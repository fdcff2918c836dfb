use serde::{Deserialize, Serialize};

use crate::error::GeneratorError;

/// Knobs for one generation run. Every field has a default, so a partial JSON document is a
/// valid configuration.
#[derive(Debug, Clone, PartialEq, Eq, Deserialize, Serialize)]
#[serde(default)]
pub struct GeneratorConfig {
    /// Schema file declaring the generator's own options; never emitted.
    pub options_file: String,
    /// Shared schema base file; emitted only when a user file imports it directly.
    pub base_file: String,
    /// Extension replacing the schema file's own in artifact and include names.
    pub output_extension: String,
    /// Upper bound on parameter registration passes.
    pub max_resolution_passes: usize,
}

impl Default for GeneratorConfig {
    fn default() -> Self {
        GeneratorConfig {
            options_file: "embedded_proto_options.proto".to_owned(),
            base_file: "google/protobuf/descriptor.proto".to_owned(),
            output_extension: "h".to_owned(),
            max_resolution_passes: 3,
        }
    }
}

impl GeneratorConfig {
    pub fn from_json(json: &str) -> Result<GeneratorConfig, GeneratorError> {
        Ok(serde_json::from_str(json)?)
    }

    /// The pass bound actually used; at least one pass always runs.
    pub fn resolution_passes(&self) -> usize {
        self.max_resolution_passes.max(1)
    }

    pub fn is_options_file(&self, name: &str) -> bool {
        name.contains(self.options_file.as_str())
    }

    pub fn is_base_file(&self, name: &str) -> bool {
        name.contains(self.base_file.as_str())
    }

    /// `geo/shapes.proto` becomes `geo/shapes.h`.
    pub fn output_name(&self, schema_file: &str) -> String {
        let stem = match schema_file.rfind('.') {
            Some(dot) if !schema_file[dot..].contains('/') => &schema_file[..dot],
            _ => schema_file,
        };
        format!("{}.{}", stem, self.output_extension)
    }
}

#[cfg(test)]
mod tests {
    use rstest::rstest;

    use super::*;

    #[test]
    fn partial_json_keeps_defaults() {
        let config = GeneratorConfig::from_json(r#"{ "output_extension": "hpp" }"#).unwrap();
        assert_eq!(config.output_extension, "hpp");
        assert_eq!(config.max_resolution_passes, 3);
        assert_eq!(config.options_file, "embedded_proto_options.proto");
    }

    #[test]
    fn zero_passes_still_runs_once() {
        let config = GeneratorConfig {
            max_resolution_passes: 0,
            ..GeneratorConfig::default()
        };
        assert_eq!(config.resolution_passes(), 1);
    }

    #[rstest]
    #[case("shapes.proto", "shapes.h")]
    #[case("geo/shapes.proto", "geo/shapes.h")]
    #[case("v1.2/shapes", "v1.2/shapes.h")]
    #[case("noext", "noext.h")]
    fn output_name_swaps_extension(#[case] input: &str, #[case] expected: &str) {
        assert_eq!(GeneratorConfig::default().output_name(input), expected);
    }

    #[test]
    fn special_files_match_by_path() {
        let config = GeneratorConfig::default();
        assert!(config.is_options_file("embedded_proto_options.proto"));
        assert!(config.is_base_file("google/protobuf/descriptor.proto"));
        assert!(!config.is_base_file("geo/shapes.proto"));
    }
}
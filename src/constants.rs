//! Fixed constants of the data specification binary contract.
//!
//! These values are shared between the generator that emits specs, this
//! executor, and the firmware that consumes the constructed memory image.
//! None of them are tunable; changing any of them breaks interoperability
//! with deployed hardware.

/// Bytes per word. All stream operands and table entries are 32-bit words.
pub const WORD_SIZE: usize = 4;

/// Bytes per double word, used by 64-bit WRITE payloads.
pub const DOUBLE_WORD_SIZE: usize = 8;

/// Magic number marking a block of target memory as application data
/// produced by this executor.
pub const APPDATA_MAGIC_NUM: u32 = 0xAD13_0AD6;

/// Version of the memory image layout produced by the executor.
pub const DSE_VERSION: u32 = 0x0001_0000;

/// The number of registers in the executor model.
pub const MAX_REGISTERS: usize = 16;

/// The number of memory regions in the executor model.
pub const MAX_MEM_REGIONS: usize = 32;

/// The number of structure slots in the executor model.
pub const MAX_STRUCT_SLOTS: usize = 16;

/// The maximum number of elements in a single structure.
pub const MAX_STRUCT_ELEMENTS: usize = 255;

/// The number of packing specification slots in the executor model.
pub const MAX_PACKSPEC_SLOTS: usize = 16;

/// The number of constructor (reusable sub-procedure) slots.
pub const MAX_CONSTRUCTORS: usize = 16;

/// The number of basic random number generators.
pub const MAX_RNGS: usize = 16;

/// The number of random number distributions.
pub const MAX_RANDOM_DISTS: usize = 16;

/// Bound on nesting of LOOP/IF/CONSTRUCT frames. The wire format bounds all
/// other tables to 16 slots; control nesting follows the same bound so the
/// control stack can never grow without limit.
pub const MAX_NESTED_BLOCKS: usize = 16;

/// The size of the image header: two words (magic number, version).
pub const APP_PTR_TABLE_HEADER_SIZE: usize = 2 * WORD_SIZE;

/// The size of the pointer table proper: one start-address word per region
/// slot, in index order.
pub const APP_PTR_TABLE_SIZE: usize = MAX_MEM_REGIONS * WORD_SIZE;

/// The combined size of the header and pointer table, in bytes. Region
/// contents start at this offset within the constructed image.
pub const APP_PTR_TABLE_BYTE_SIZE: usize = APP_PTR_TABLE_HEADER_SIZE + APP_PTR_TABLE_SIZE;

/// The operand value END_SPEC must carry to terminate execution.
pub const END_SPEC_SENTINEL: i32 = -1;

+++

§ EXERCISE OBJECTIVE
Give back all of the entries exactly as written.

§ WRITTEN RESPONSE
repository fdcff2918c836dfb
use serde::{Deserialize, Serialize};

use crate::error::GeneratorError;

/// Knobs for one generation run. Every field has a default, so a partial JSON document is a
/// valid configuration.
#[derive(Debug, Clone, PartialEq, Eq, Deserialize, Serialize)]
#[serde(default)]
pub struct GeneratorConfig {
    /// Schema file declaring the generator's own options; never emitted.
    pub options_file: String,
    /// Shared schema base file; emitted only when a user file imports it directly.
    pub base_file: String,
    /// Extension replacing the schema file's own in artifact and include names.
    pub output_extension: String,
    /// Upper bound on parameter registration passes.
    pub max_resolution_passes: usize,
}

impl Default for GeneratorConfig {
    fn default() -> Self {
        GeneratorConfig {
            options_file: "embedded_proto_options.proto".to_owned(),
            base_file: "google/protobuf/descriptor.proto".to_owned(),
            output_extension: "h".to_owned(),
            max_resolution_passes: 3,
        }
    }
}

impl GeneratorConfig {
    pub fn from_json(json: &str) -> Result<GeneratorConfig, GeneratorError> {
        Ok(serde_json::from_str(json)?)
    }

    /// The pass bound actually used; at least one pass always runs.
    pub fn resolution_passes(&self) -> usize {
        self.max_resolution_passes.max(1)
    }

    pub fn is_options_file(&self, name: &str) -> bool {
        name.contains(self.options_file.as_str())
    }

    pub fn is_base_file(&self, name: &str) -> bool {
        name.contains(self.base_file.as_str())
    }

    /// `geo/shapes.proto` becomes `geo/shapes.h`.
    pub fn output_name(&self, schema_file: &str) -> String {
        let stem = match schema_file.rfind('.') {
            Some(dot) if !schema_file[dot..].contains('/') => &schema_file[..dot],
            _ => schema_file,
        };
        format!("{}.{}", stem, self.output_extension)
    }
}

#[cfg(test)]
mod tests {
    use rstest::rstest;

    use super::*;

    #[test]
    fn partial_json_keeps_defaults() {
        let config = GeneratorConfig::from_json(r#"{ "output_extension": "hpp" }"#).unwrap();
        assert_eq!(config.output_extension, "hpp");
        assert_eq!(config.max_resolution_passes, 3);
        assert_eq!(config.options_file, "embedded_proto_options.proto");
    }

    #[test]
    fn zero_passes_still_runs_once() {
        let config = GeneratorConfig {
            max_resolution_passes: 0,
            ..GeneratorConfig::default()
        };
        assert_eq!(config.resolution_passes(), 1);
    }

    #[rstest]
    #[case("shapes.proto", "shapes.h")]
    #[case("geo/shapes.proto", "geo/shapes.h")]
    #[case("v1.2/shapes", "v1.2/shapes.h")]
    #[case("noext", "noext.h")]
    fn output_name_swaps_extension(#[case] input: &str, #[case] expected: &str) {
        assert_eq!(GeneratorConfig::default().output_name(input), expected);
    }

    #[test]
    fn special_files_match_by_path() {
        let config = GeneratorConfig::default();
        assert!(config.is_options_file("embedded_proto_options.proto"));
        assert!(config.is_base_file("google/protobuf/descriptor.proto"));
        assert!(!config.is_base_file("geo/shapes.proto"));
    }
}
filename src/constants.rs
//! Fixed constants of the data specification binary contract.
//!
//! These values are shared between the generator that emits specs, this
//! executor, and the firmware that consumes the constructed memory image.
//! None of them are tunable; changing any of them breaks interoperability
//! with deployed hardware.

/// Bytes per word. All stream operands and table entries are 32-bit words.
pub const WORD_SIZE: usize = 4;

/// Bytes per double word, used by 64-bit WRITE payloads.
pub const DOUBLE_WORD_SIZE: usize = 8;

/// Magic number marking a block of target memory as application data
/// produced by this executor.
pub const APPDATA_MAGIC_NUM: u32 = 0xAD13_0AD6;

/// Version of the memory image layout produced by the executor.
pub const DSE_VERSION: u32 = 0x0001_0000;

/// The number of registers in the executor model.
pub const MAX_REGISTERS: usize = 16;

/// The number of memory regions in the executor model.
pub const MAX_MEM_REGIONS: usize = 32;

/// The number of structure slots in the executor model.
pub const MAX_STRUCT_SLOTS: usize = 16;

/// The maximum number of elements in a single structure.
pub const MAX_STRUCT_ELEMENTS: usize = 255;

/// The number of packing specification slots in the executor model.
pub const MAX_PACKSPEC_SLOTS: usize = 16;

/// The number of constructor (reusable sub-procedure) slots.
pub const MAX_CONSTRUCTORS: usize = 16;

/// The number of basic random number generators.
pub const MAX_RNGS: usize = 16;

/// The number of random number distributions.
pub const MAX_RANDOM_DISTS: usize = 16;

/// Bound on nesting of LOOP/IF/CONSTRUCT frames. The wire format bounds all
/// other tables to 16 slots; control nesting follows the same bound so the
/// control stack can never grow without limit.
pub const MAX_NESTED_BLOCKS: usize = 16;

/// The size of the image header: two words (magic number, version).
pub const APP_PTR_TABLE_HEADER_SIZE: usize = 2 * WORD_SIZE;

/// The size of the pointer table proper: one start-address word per region
/// slot, in index order.
pub const APP_PTR_TABLE_SIZE: usize = MAX_MEM_REGIONS * WORD_SIZE;

/// The combined size of the header and pointer table, in bytes. Region
/// contents start at this offset within the constructed image.
pub const APP_PTR_TABLE_BYTE_SIZE: usize = APP_PTR_TABLE_HEADER_SIZE + APP_PTR_TABLE_SIZE;

/// The operand value END_SPEC must carry to terminate execution.
pub const END_SPEC_SENTINEL: i32 = -1;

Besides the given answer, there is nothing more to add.